** RECORDS TO PROCESS follows **
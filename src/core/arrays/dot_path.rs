use serde_json::{Map, Value};

use crate::error::{Error, Result};

/// A `.`-separated key path into nested JSON. Empty segments are ignored, so
/// `"a..b"` and `"a.b"` address the same value.
#[derive(Debug, Clone, PartialEq, Eq)]
pub struct DotPath<'a> {
    segments: Vec<&'a str>,
}

impl<'a> DotPath<'a> {
    pub fn parse(path: &'a str) -> Self {
        Self {
            segments: path.split('.').filter(|s| !s.is_empty()).collect(),
        }
    }

    pub fn segments(&self) -> &[&'a str] {
        &self.segments
    }

    pub fn is_empty(&self) -> bool {
        self.segments.is_empty()
    }
}

/// Read the value at `path`, or `default`.
///
/// A literal top-level key equal to `path` wins over segment traversal.
/// Numeric segments index into arrays. `null` counts as absent.
pub fn dot_get<'a>(root: &'a Value, path: &str, default: &'a Value) -> &'a Value {
    if let Some(value) = root.as_object().and_then(|map| map.get(path)) {
        if !value.is_null() {
            return value;
        }
    }

    let path = DotPath::parse(path);
    if path.is_empty() {
        return default;
    }

    let mut current = root;
    for segment in path.segments() {
        match child(current, segment) {
            Some(next) if !next.is_null() => current = next,
            _ => return default,
        }
    }

    current
}

/// Write `value` at `path`, creating an empty object for every intermediate
/// segment that is absent or holds a scalar. Arrays are kept when the segment
/// is an index within bounds (or one past the end, which appends); otherwise
/// they are converted to objects keyed by index so the new key can live next
/// to the existing elements.
pub fn dot_set(root: &mut Value, path: &str, value: Value) -> Result<()> {
    let path = DotPath::parse(path);
    let Some((last, parents)) = path.segments().split_last() else {
        return Err(Error::validation_invalid_argument(
            "path",
            "Dot path must contain at least one segment",
            None,
            None,
        ));
    };

    let mut current = root;
    for segment in parents {
        current = descend(current, segment);
    }

    *descend(current, last) = value;
    Ok(())
}

/// Remove the value at `path`. Returns the removed value, if any.
pub fn dot_remove(root: &mut Value, path: &str) -> Option<Value> {
    let path = DotPath::parse(path);
    let (last, parents) = path.segments().split_last()?;

    let mut current = root;
    for segment in parents {
        current = child_mut(current, segment)?;
    }

    match current {
        Value::Object(map) => map.shift_remove(*last),
        Value::Array(items) => {
            let index = array_index(last, items.len())?;
            Some(items.remove(index))
        }
        _ => None,
    }
}

fn child<'v>(value: &'v Value, segment: &str) -> Option<&'v Value> {
    match value {
        Value::Object(map) => map.get(segment),
        Value::Array(items) => array_index(segment, items.len()).map(|i| &items[i]),
        _ => None,
    }
}

fn child_mut<'v>(value: &'v mut Value, segment: &str) -> Option<&'v mut Value> {
    match value {
        Value::Object(map) => map.get_mut(segment),
        Value::Array(items) => {
            let index = array_index(segment, items.len())?;
            items.get_mut(index)
        }
        _ => None,
    }
}

/// Canonical decimal index: ASCII digits with no sign and no leading zero.
/// `"01"` and `"+1"` are keys, not positions.
pub(super) fn canonical_index(segment: &str) -> Option<usize> {
    let canonical = !segment.is_empty()
        && segment.bytes().all(|b| b.is_ascii_digit())
        && (segment == "0" || !segment.starts_with('0'));
    if canonical {
        segment.parse().ok()
    } else {
        None
    }
}

fn array_index(segment: &str, len: usize) -> Option<usize> {
    canonical_index(segment).filter(|i| *i < len)
}

/// Make `current` a container that can hold `segment`, then return the slot.
fn descend<'v>(current: &'v mut Value, segment: &str) -> &'v mut Value {
    prepare_container(current, segment);

    match current {
        Value::Array(items) => {
            let index = canonical_index(segment).unwrap_or_default();
            &mut items[index]
        }
        Value::Object(map) => map.entry(segment.to_string()).or_insert(Value::Null),
        _ => unreachable!("prepare_container leaves an array or object"),
    }
}

fn prepare_container(current: &mut Value, segment: &str) {
    match current {
        Value::Object(_) => {}
        Value::Array(items) => match canonical_index(segment) {
            Some(index) if index < items.len() => {}
            Some(index) if index == items.len() => items.push(Value::Null),
            _ => {
                let map: Map<String, Value> = std::mem::take(items)
                    .into_iter()
                    .enumerate()
                    .map(|(i, v)| (i.to_string(), v))
                    .collect();
                *current = Value::Object(map);
            }
        },
        _ => *current = Value::Object(Map::new()),
    }
}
** End of RECORDS TO PROCESS **
**REQUIREMENT**
What you output should match every line above exactly.

**WRITTEN SOLUTION**
filename src/core/arrays/dot_path.rs
use serde_json::{Map, Value};

use crate::error::{Error, Result};

/// A `.`-separated key path into nested JSON. Empty segments are ignored, so
/// `"a..b"` and `"a.b"` address the same value.
#[derive(Debug, Clone, PartialEq, Eq)]
pub struct DotPath<'a> {
    segments: Vec<&'a str>,
}

impl<'a> DotPath<'a> {
    pub fn parse(path: &'a str) -> Self {
        Self {
            segments: path.split('.').filter(|s| !s.is_empty()).collect(),
        }
    }

    pub fn segments(&self) -> &[&'a str] {
        &self.segments
    }

    pub fn is_empty(&self) -> bool {
        self.segments.is_empty()
    }
}

/// Read the value at `path`, or `default`.
///
/// A literal top-level key equal to `path` wins over segment traversal.
/// Numeric segments index into arrays. `null` counts as absent.
pub fn dot_get<'a>(root: &'a Value, path: &str, default: &'a Value) -> &'a Value {
    if let Some(value) = root.as_object().and_then(|map| map.get(path)) {
        if !value.is_null() {
            return value;
        }
    }

    let path = DotPath::parse(path);
    if path.is_empty() {
        return default;
    }

    let mut current = root;
    for segment in path.segments() {
        match child(current, segment) {
            Some(next) if !next.is_null() => current = next,
            _ => return default,
        }
    }

    current
}

/// Write `value` at `path`, creating an empty object for every intermediate
/// segment that is absent or holds a scalar. Arrays are kept when the segment
/// is an index within bounds (or one past the end, which appends); otherwise
/// they are converted to objects keyed by index so the new key can live next
/// to the existing elements.
pub fn dot_set(root: &mut Value, path: &str, value: Value) -> Result<()> {
    let path = DotPath::parse(path);
    let Some((last, parents)) = path.segments().split_last() else {
        return Err(Error::validation_invalid_argument(
            "path",
            "Dot path must contain at least one segment",
            None,
            None,
        ));
    };

    let mut current = root;
    for segment in parents {
        current = descend(current, segment);
    }

    *descend(current, last) = value;
    Ok(())
}

/// Remove the value at `path`. Returns the removed value, if any.
pub fn dot_remove(root: &mut Value, path: &str) -> Option<Value> {
    let path = DotPath::parse(path);
    let (last, parents) = path.segments().split_last()?;

    let mut current = root;
    for segment in parents {
        current = child_mut(current, segment)?;
    }

    match current {
        Value::Object(map) => map.shift_remove(*last),
        Value::Array(items) => {
            let index = array_index(last, items.len())?;
            Some(items.remove(index))
        }
        _ => None,
    }
}

fn child<'v>(value: &'v Value, segment: &str) -> Option<&'v Value> {
    match value {
        Value::Object(map) => map.get(segment),
        Value::Array(items) => array_index(segment, items.len()).map(|i| &items[i]),
        _ => None,
    }
}

fn child_mut<'v>(value: &'v mut Value, segment: &str) -> Option<&'v mut Value> {
    match value {
        Value::Object(map) => map.get_mut(segment),
        Value::Array(items) => {
            let index = array_index(segment, items.len())?;
            items.get_mut(index)
        }
        _ => None,
    }
}

/// Canonical decimal index: ASCII digits with no sign and no leading zero.
/// `"01"` and `"+1"` are keys, not positions.
pub(super) fn canonical_index(segment: &str) -> Option<usize> {
    let canonical = !segment.is_empty()
        && segment.bytes().all(|b| b.is_ascii_digit())
        && (segment == "0" || !segment.starts_with('0'));
    if canonical {
        segment.parse().ok()
    } else {
        None
    }
}

fn array_index(segment: &str, len: usize) -> Option<usize> {
    canonical_index(segment).filter(|i| *i < len)
}

/// Make `current` a container that can hold `segment`, then return the slot.
fn descend<'v>(current: &'v mut Value, segment: &str) -> &'v mut Value {
    prepare_container(current, segment);

    match current {
        Value::Array(items) => {
            let index = canonical_index(segment).unwrap_or_default();
            &mut items[index]
        }
        Value::Object(map) => map.entry(segment.to_string()).or_insert(Value::Null),
        _ => unreachable!("prepare_container leaves an array or object"),
    }
}

fn prepare_container(current: &mut Value, segment: &str) {
    match current {
        Value::Object(_) => {}
        Value::Array(items) => match canonical_index(segment) {
            Some(index) if index < items.len() => {}
            Some(index) if index == items.len() => items.push(Value::Null),
            _ => {
                let map: Map<String, Value> = std::mem::take(items)
                    .into_iter()
                    .enumerate()
                    .map(|(i, v)| (i.to_string(), v))
                    .collect();
                *current = Value::Object(map);
            }
        },
        _ => *current = Value::Object(Map::new()),
    }
}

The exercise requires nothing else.